RoSPA warns parents of nappy sack dangers as latest baby death is confirmed
Wednesday 9th September 2015
Share on Facebook
Parents are being warned about the dangers of babies suffocating or choking on nappy sacks as the total deaths reaches at least 16 across England and Wales.
All fatalities so far have involved babies under 12 months old and date back to 2001, according to research by RoSPA’s public health team, which compiles national data on nappy sack deaths.
Nappy sacks are thin, plastic sacks used to dispose of soiled nappies but many parents tend to store these items close to the cot or under the mattress for convenience when changing a baby at night. This can be dangerous if they are left within a baby’s reach while left unattended to sleep or play.
There has also been a tragedy involving a three-month-old baby where a nappy sack lying on a changing table near an open window was blown into a baby’s cot.

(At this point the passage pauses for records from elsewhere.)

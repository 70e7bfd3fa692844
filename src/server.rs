//! TCP command server: thread-per-connection, one line in, one line out
//! Chosen over an async runtime because the dispatcher needs
//! to change the *OS* scheduler priority of the thread handling each
//! command, which has no clean analogue for a task scheduled
//! onto a shared executor — the same reasoning `strand-cam` applies to its
//! own capture loops (`std::thread::spawn`, not `tokio::spawn`).

use std::io::{BufRead, BufReader, Write};
use std::net::{TcpListener, TcpStream};
use std::sync::Arc;
use std::time::Duration;

use crate::commands;
use crate::instrument::Instrument;

const ACCEPT_POLL_TIMEOUT: Duration = Duration::from_millis(500);

/// Accept connections on `instrument.config.command.port_number` until
/// `shutdown` sets [`crate::state::ProcessState::shutdown_requested`].
/// Returns once the listener has been torn down.
pub fn run(instrument: Arc<Instrument>) -> std::io::Result<()> {
    let port = instrument.config.command.port_number;
    let listener = TcpListener::bind(("0.0.0.0", port))?;
    listener.set_nonblocking(true)?;
    tracing::info!(port, "command server listening");

    while !instrument.state.shutdown_requested() {
        match listener.accept() {
            Ok((stream, addr)) => {
                let instrument = Arc::clone(&instrument);
                tracing::debug!(%addr, "accepted connection");
                std::thread::spawn(move || handle_connection(&instrument, stream));
            }
            Err(e) if e.kind() == std::io::ErrorKind::WouldBlock => {
                std::thread::sleep(ACCEPT_POLL_TIMEOUT);
            }
            Err(e) => {
                tracing::warn!(error = %e, "accept failed");
            }
        }
    }

    tracing::info!("command server shutting down");
    Ok(())
}

/// One command per connection: read a line, dispatch it, write the reply,
/// close. There is no persistent session, so the simplest
/// faithful rendition is one line and done.
fn handle_connection(instrument: &Instrument, stream: TcpStream) {
    if let Err(e) = stream.set_nodelay(true) {
        tracing::warn!(error = %e, "failed to set TCP_NODELAY");
    }

    let peer = stream.peer_addr().ok();
    let mut reader = BufReader::new(match stream.try_clone() {
        Ok(s) => s,
        Err(e) => {
            tracing::warn!(error = %e, "failed to clone connection for reading");
            return;
        }
    });
    let mut writer = stream;

    let mut line = String::new();
    match reader.read_line(&mut line) {
        Ok(0) => return, // peer closed without sending anything
        Ok(_) => {}
        Err(e) => {
            tracing::warn!(?peer, error = %e, "failed to read command line");
            return;
        }
    }

    let reply = commands::handle(instrument, &line);
    if let Err(e) = writeln!(writer, "{reply}") {
        tracing::warn!(?peer, error = %e, "failed to write reply");
    }
}
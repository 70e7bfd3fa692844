//! Nudgematic controller: a discrete dither stage with a
//! configurable offset size and an index cycling `0..POSITION_COUNT-1`,
//! advanced once per exposure inside a multrun. `set_position` blocks until
//! a "settled" input line reads true or a configured timeout expires, same
//! mutex-per-round-trip discipline as the filter wheel.

use std::time::{Duration, Instant};

use parking_lot::Mutex;

use crate::config::NudgematicConfig;
use crate::error::{Error, Result};

#[derive(Debug, Clone, Copy, PartialEq, Eq)]
pub enum OffsetSize {
    None,
    Small,
    Large,
}

/// USB-PIO transport, an external collaborator.
/// `drive` writes the digital-output pattern for a position; `settled`
/// reads the settle input line.
pub trait NudgematicTransport: Send {
    fn drive(&mut self, pattern: u32) -> Result<()>;
    fn settled(&mut self) -> Result<bool>;
}

/// Reports settled after `settle_polls` calls to `settled()` following the
/// most recent `drive`.
pub struct SimulatedNudgematicTransport {
    polls_since_drive: u32,
    settle_polls: u32,
}

impl SimulatedNudgematicTransport {
    pub fn new(settle_polls: u32) -> Self {
        SimulatedNudgematicTransport {
            polls_since_drive: 0,
            settle_polls,
        }
    }
}

impl NudgematicTransport for SimulatedNudgematicTransport {
    fn drive(&mut self, _pattern: u32) -> Result<()> {
        self.polls_since_drive = 0;
        Ok(())
    }

    fn settled(&mut self) -> Result<bool> {
        self.polls_since_drive += 1;
        Ok(self.polls_since_drive >= self.settle_polls)
    }
}

pub struct NudgematicController {
    transport: Mutex<Box<dyn NudgematicTransport>>,
    position_count: u32,
    settle_timeout: Duration,
    offset_size: Mutex<OffsetSize>,
    /// Table owned by the driver mapping index -> concrete digital-output
    /// pattern. A simple index-as-pattern table suffices
    /// absent a documented real mapping; a production build would replace
    /// this with the wiring-specific table.
    pattern_table: Vec<u32>,
    last_position: Mutex<Option<u32>>,
}

impl NudgematicController {
    pub fn new(config: &NudgematicConfig, transport: Box<dyn NudgematicTransport>) -> Self {
        let pattern_table = (0..config.position_count).collect();
        NudgematicController {
            transport: Mutex::new(transport),
            position_count: config.position_count,
            settle_timeout: Duration::from_millis(config.settle_timeout_ms),
            offset_size: Mutex::new(OffsetSize::None),
            pattern_table,
            last_position: Mutex::new(None),
        }
    }

    pub fn position_count(&self) -> u32 {
        self.position_count
    }

    /// Last index commanded by [`Self::set_position`], for `status
    /// nudgematic position`. `None` until the first move.
    pub fn last_position(&self) -> Option<u32> {
        *self.last_position.lock()
    }

    pub fn set_offset_size(&self, size: OffsetSize) {
        *self.offset_size.lock() = size;
    }

    pub fn offset_size(&self) -> OffsetSize {
        *self.offset_size.lock()
    }

    /// Blocking move to `index` (`0..POSITION_COUNT-1`): drive the pattern,
    /// then poll the settle line until true or the configured timeout.
    pub fn set_position(&self, index: u32) -> Result<()> {
        if index >= self.position_count {
            return Err(Error::ArgumentRange(format!(
                "nudgematic position {index} out of range 0..{}",
                self.position_count
            )));
        }
        let pattern = self.pattern_table[index as usize];
        {
            let mut transport = self.transport.lock();
            transport.drive(pattern)?;
        }
        let started = Instant::now();
        loop {
            let settled = {
                let mut transport = self.transport.lock();
                transport.settled()?
            };
            if settled {
                *self.last_position.lock() = Some(index);
                return Ok(());
            }
            if started.elapsed() >= self.settle_timeout {
                return Err(Error::Timeout {
                    device: "nudgematic",
                    elapsed_ms: started.elapsed().as_millis() as u64,
                    limit_ms: self.settle_timeout.as_millis() as u64,
                });
            }
            std::thread::sleep(Duration::from_millis(10));
        }
    }
}

#[cfg(test)]
mod tests {
    use super::*;

    fn config() -> NudgematicConfig {
        NudgematicConfig {
            enable: true,
            device_name: "/dev/fake".into(),
            position_count: 9,
            settle_timeout_ms: 1000,
        }
    }

    #[test]
    fn set_position_settles_within_timeout() {
        let ctrl = NudgematicController::new(
            &config(),
            Box::new(SimulatedNudgematicTransport::new(2)),
        );
        ctrl.set_position(3).unwrap();
        assert_eq!(ctrl.last_position(), Some(3));
    }

    #[test]
    fn rejects_out_of_range_index() {
        let ctrl = NudgematicController::new(
            &config(),
            Box::new(SimulatedNudgematicTransport::new(1)),
        );
        assert!(ctrl.set_position(9).is_err());
    }

    #[test]
    fn offset_size_round_trips() {
        let ctrl = NudgematicController::new(
            &config(),
            Box::new(SimulatedNudgematicTransport::new(1)),
        );
        assert_eq!(ctrl.offset_size(), OffsetSize::None);
        ctrl.set_offset_size(OffsetSize::Large);
        assert_eq!(ctrl.offset_size(), OffsetSize::Large);
    }
}
//! Command dispatcher: one command string in, one framed
//! `0 .../1 ...` reply string out. [`parse`] turns the line into a typed
//! [`Command`]; [`dispatch::handle`] runs it against an
//! [`crate::instrument::Instrument`] and formats the reply.

pub mod dispatch;
pub mod parse;

pub use dispatch::handle;
pub use parse::{parse_command, Command};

Sheila Merrill, RoSPA public health advisor, said: “Sadly, RoSPA is made aware of one to two nappy sack-related deaths a year and we know of at least 16 deaths. While most people are well aware plastic bags can be dangerous to children they don’t associate these risks with nappy sacks so are less likely to take the same safety precautions”.
“Nappy sacks are made from light flimsy plastic that is easy for babies and young children to grasp and they instinctively discover the world by putting things in their mouth, but once in their mouths they find it difficult to remove and can suffocate or choke. We hope families and carers will take on board our advice.”
RoSPA advises parents and carers to:
•Always keep nappy sacks and other plastic bags or wrapping away from babies and young children
•Never place nappy sacks in or near a baby's cot or pram
•Be aware nappy sacks are extremely light and flimsy and can be easily blown off a high surface or across a room by a draught or by opening or shutting a door
•Buy nappy sacks on a roll if possible.